Here’s their timeline:
They break down exactly how FLO analytics and Western Demographics got it wrong when it comes to enrollment projections:
Finally, they lay out their demands in a clear way, getting deep into the weeds and finding ways to save that don’t involve closing schools or firing educators, including:
removing excess contingency from expense forecasts (being less stingy in future planning),
getting efficient about staffing rather than firing through backfill policies,
looking at administration’s hiring and structure to see if there are places to save (like putting in a 5% cap on district office spending),
reviewing all kinds of spending, not just salaries and benefits: materials, maintenance and operations, contract renegotiation
Honestly, this stuff looks great. Very detailed. They come from a place of not closing schools and saving the district money. I’d look to these folks as a model for the kind of work all labor-side groups need to do.
The key thing is that management has to admit it hasn’t thought of some things, and maybe made mistakes along the way. That’s a tough pill to swallow in the dialectic. And sure, generous housing strategies should happen, but maybe in the short-term it’s more simple. We don’t have to close schools or start getting overwhelmed about birth rates.
Regional coda
As a coda, something I’m seeing is that this crisis is spreading to other districts nearby, also attributed to districts’ “banking on enrollment increases after the COVID shutdowns”:
This past week, the Yakima School Board approved a plan to trim more than 100 positions — mostly paraeducators, academic specialists and counselors — from their payroll in an effort to save $19 million in next school year's budget. Yakima's enrollment has dropped 9% over the last five years.
Up north, the Wenatchee School District is considering cutting 63 jobs in an effort to save nearly $9 million next year. With enrollment expected to continue declining there, the district might also close an elementary school.

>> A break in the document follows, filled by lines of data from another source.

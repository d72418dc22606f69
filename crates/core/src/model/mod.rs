mod ids;
mod question;
mod quiz;
mod slide;
mod slideshow;

pub use ids::SlideId;

pub use question::{OPTION_COUNT, Question, QuestionDraft, QuestionError};
pub use quiz::{AnswerOutcome, QuizProgress, QuizSession};
pub use slide::{ImageSource, ImageSourceError, Slide};
pub use slideshow::{
    Direction, NavigationStep, PendingNavigation, SlideshowSession, UploadFailure, UploadTicket,
};
use std::time::Duration;

use woodland_core::SlideshowTiming;
use woodland_core::catalog::default_slides;

use super::test_harness::{
    ViewKind, setup_tour_harness_with_timing, setup_view_harness, setup_view_harness_with,
};

#[tokio::test(flavor = "current_thread")]
async fn home_view_smoke_renders_counts() {
    let mut harness = setup_view_harness(ViewKind::Home);
    harness.rebuild();
    let html = harness.render();
    assert!(html.contains("4 questions"), "missing question count in {html}");
    assert!(html.contains("8 slides with narration"), "missing slide count in {html}");
    assert!(html.contains("Start Quiz"), "missing quiz link in {html}");
}

#[tokio::test(flavor = "current_thread")]
async fn quiz_view_smoke_renders_first_question() {
    let mut harness = setup_view_harness(ViewKind::Quiz);
    harness.rebuild();
    let html = harness.render();
    assert!(html.contains("Question 1 of 4"), "missing progress in {html}");
    assert!(
        html.contains("What is one of the most common tree species"),
        "missing prompt in {html}"
    );
    assert!(html.contains("Spruce"), "missing option in {html}");
}

#[tokio::test(flavor = "current_thread")]
async fn quiz_view_smoke_renders_empty_state() {
    let mut harness = setup_view_harness_with(ViewKind::Quiz, Vec::new(), default_slides());
    harness.rebuild();
    let html = harness.render();
    assert!(
        html.contains("No quiz questions are available."),
        "missing empty message in {html}"
    );
}

#[tokio::test(flavor = "current_thread")]
async fn tour_view_smoke_narrates_first_slide() {
    let mut harness = setup_view_harness(ViewKind::Tour);
    harness.rebuild();
    let html = harness.render();
    assert!(html.contains("Lush canopy of the woodland."), "missing caption in {html}");
    assert!(html.contains("1 / 8"), "missing position in {html}");
    assert!(html.contains("Pause Narration"), "missing toggle in {html}");
    assert_eq!(
        harness.narrator.calls(),
        vec!["cancel", "speak:Lush canopy of the woodland."]
    );
}

#[tokio::test(flavor = "current_thread")]
async fn tour_view_smoke_renders_without_slides() {
    let mut harness = setup_view_harness_with(
        ViewKind::Tour,
        woodland_core::catalog::default_questions(),
        Vec::new(),
    );
    harness.rebuild();
    let html = harness.render();
    assert!(html.contains("No slides to show."), "missing empty stage in {html}");
    assert!(harness.narrator.calls().is_empty());
}

#[tokio::test(flavor = "current_thread", start_paused = true)]
async fn tour_view_auto_advances_after_fade() {
    let timing =
        SlideshowTiming::new(Duration::from_millis(100), Duration::from_millis(20)).unwrap();
    let mut harness = setup_tour_harness_with_timing(timing);
    harness.rebuild();
    harness.narrator.take();

    harness.drive_for(Duration::from_millis(150)).await;

    let html = harness.render();
    assert!(html.contains("2 / 8"), "missing advanced position in {html}");
    assert!(
        html.contains("Dense green foliage shining in sunlight."),
        "missing second caption in {html}"
    );
    assert!(html.contains("tour-image--visible"), "slide still faded in {html}");
    assert_eq!(
        harness.narrator.take(),
        vec!["cancel", "speak:Dense green foliage shining in sunlight."]
    );
}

And further down the Columbia River, the Vancouver Public Schools board this month approved $35 million in budget cuts for next school year that will see 262 jobs — including 113 classroom teaching positions — vanish.
Union is at least quoted as saying it’s “avoidable.” And that’s the rub: the labor side of this school district dialectic will always have to push, use a little fire, to make sure that the capital side of the dialectic sees the light. It’s just not in capital’s interest to tell on itself and admit mistakes.